This article is a very opinionated approach to microservices and Docker in general and how a framework like Rails could fit in there. Further, we’re looking into how an infrastructure service built for microservices and Docker, Giant Swarm, could help getting it running in the cloud.
Talking about architecture nowadays will eventually lead to microservices. And from microservices it is only a stone's throw to talking about containers and Docker. While one does not imply the other, both movements favor each other and even have some things in common: They claim to ease the pain of building and operating large and complex applications.
Since there is (luckily) no such thing as apt-get install microservice one could ask: "How can I have this new shiny thing?" Most likely the answer to this would be: "You cannot have it.". To be more precise: "You cannot have it right now.". Keeping in mind that "Architecture is the part of a system that is the hardest to change" the term "microservice" relates to an architectural style rather than a silver bullet. Even in 2015 one does not simply refactor a monolith.
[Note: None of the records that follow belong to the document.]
//! Presentation-layer resources for the scene.
//!
//! Acquired once at startup, released once at shutdown. A missing texture
//! is a warning, never a failure: the affected body falls back to a flat
//! colored sphere and the frame loop keeps running.

use log::warn;
use orrery_engine::{ModelHandle, Presenter, TextureHandle};

use crate::bodies::{RenderStyle, SystemConfig};

/// Mesh resolution for generated sphere models.
const SPHERE_RINGS: u32 = 32;
const SPHERE_SLICES: u32 = 32;

/// Handles for every texture and model in the scene. Models read their
/// bound texture but do not own it, so release order matters: models
/// first, then textures.
#[derive(Debug)]
pub struct SceneAssets {
    pub background: TextureHandle,
    pub sun_texture: TextureHandle,
    pub moon_texture: TextureHandle,
    pub planet_textures: Vec<TextureHandle>,
    pub sun_model: ModelHandle,
    pub moon_model: ModelHandle,
    pub planet_models: Vec<ModelHandle>,
}

impl SceneAssets {
    /// Placeholder with no resources; every body renders flat.
    pub fn empty(planet_count: usize) -> Self {
        Self {
            background: TextureHandle::INVALID,
            sun_texture: TextureHandle::INVALID,
            moon_texture: TextureHandle::INVALID,
            planet_textures: vec![TextureHandle::INVALID; planet_count],
            sun_model: ModelHandle::INVALID,
            moon_model: ModelHandle::INVALID,
            planet_models: vec![ModelHandle::INVALID; planet_count],
        }
    }

    /// Load every texture and model the render style needs.
    pub fn load(presenter: &mut dyn Presenter, config: &SystemConfig) -> Self {
        let mut assets = Self::empty(config.planets.len());
        if config.render_style == RenderStyle::FlatSphere {
            return assets;
        }

        assets.sun_texture = load_texture_logged(presenter, &config.sun_texture);
        assets.moon_texture = load_texture_logged(presenter, &config.moon.texture);
        for (i, planet) in config.planets.iter().enumerate() {
            assets.planet_textures[i] = load_texture_logged(presenter, &planet.texture);
            if !assets.planet_textures[i].is_valid() {
                warn!("{} will render as a flat sphere", planet.name);
            }
        }

        // Models only for bodies whose texture arrived; the rest stay flat.
        if assets.sun_texture.is_valid() {
            assets.sun_model =
                presenter.load_sphere_model(config.sun_size, SPHERE_RINGS, SPHERE_SLICES);
            presenter.set_model_texture(assets.sun_model, assets.sun_texture);
        }
        for (i, planet) in config.planets.iter().enumerate() {
            if assets.planet_textures[i].is_valid() {
                assets.planet_models[i] =
                    presenter.load_sphere_model(planet.visual_size, SPHERE_RINGS, SPHERE_SLICES);
                presenter.set_model_texture(assets.planet_models[i], assets.planet_textures[i]);
            }
        }
        if assets.moon_texture.is_valid() {
            assets.moon_model =
                presenter.load_sphere_model(config.moon.visual_size, SPHERE_RINGS, SPHERE_SLICES);
            presenter.set_model_texture(assets.moon_model, assets.moon_texture);
        }

        assets.background = load_texture_logged(presenter, &config.background_texture);
        assets
    }

    /// Release everything: models before the textures they read.
    pub fn unload(&mut self, presenter: &mut dyn Presenter) {
        if self.sun_model.is_valid() {
            presenter.unload_model(self.sun_model);
            self.sun_model = ModelHandle::INVALID;
        }
        if self.moon_model.is_valid() {
            presenter.unload_model(self.moon_model);
            self.moon_model = ModelHandle::INVALID;
        }
        for model in std::mem::take(&mut self.planet_models) {
            if model.is_valid() {
                presenter.unload_model(model);
            }
        }

        if self.sun_texture.is_valid() {
            presenter.unload_texture(self.sun_texture);
            self.sun_texture = TextureHandle::INVALID;
        }
        if self.moon_texture.is_valid() {
            presenter.unload_texture(self.moon_texture);
            self.moon_texture = TextureHandle::INVALID;
        }
        for texture in std::mem::take(&mut self.planet_textures) {
            if texture.is_valid() {
                presenter.unload_texture(texture);
            }
        }
        if self.background.is_valid() {
            presenter.unload_texture(self.background);
            self.background = TextureHandle::INVALID;
        }
    }
}

fn load_texture_logged(presenter: &mut dyn Presenter, path: &str) -> TextureHandle {
    let texture = presenter.load_texture(path);
    if !texture.is_valid() {
        warn!("failed to load texture {path}");
    }
    texture
}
Especially not if one uses a framework like Rails embracing monolithic applications.
Docker on the other hand promises to "eliminate the friction between development, QA, and production environments" and maybe one can have at least this. However, running Docker in production is hard, that’s why we will look into how Giant Swarm’s infrastructure and facilities simplify the actual deployment.
Join me on this journey and let us find out where this road will lead us. To help with this we will dockerize a simple app I created to showcase Guacamole, an ODM I'm building for the NoSQL database ArangoDB. You can find the app on GitHub. If you want to give it a try you need to have Docker installed on your machine, Ruby 2 or higher, and for the actual deployment a Giant Swarm account. No need to install any database though, we will use the production Docker container locally, too.
Disclaimer: A lot of information and inspiration for parts of this post are taken from this article on dockerizing a rails app. There you will find useful additional details I won't cover here.
Divide and Conquer
Before we start crafting Docker containers let's first have a look at the application itself and how we could approach the dockerization. The application at hand is nothing special:
Login via OAuth2 against GitHub
Calls to an external API (GitHub)
Background jobs for long running tasks
We could put all of this into one single Docker container, but this would just cause more pain than gain. For instance we would lose the option to scale the app itself independently from the database. Following the trend of having skinny containers with at best only a single processes running let's cut the app into five containers:
A nginx will serve as the frontend proxy server. It will serve the static assets in our case. In a more complex application it could additionally take care of access control or load balancing between different backend services.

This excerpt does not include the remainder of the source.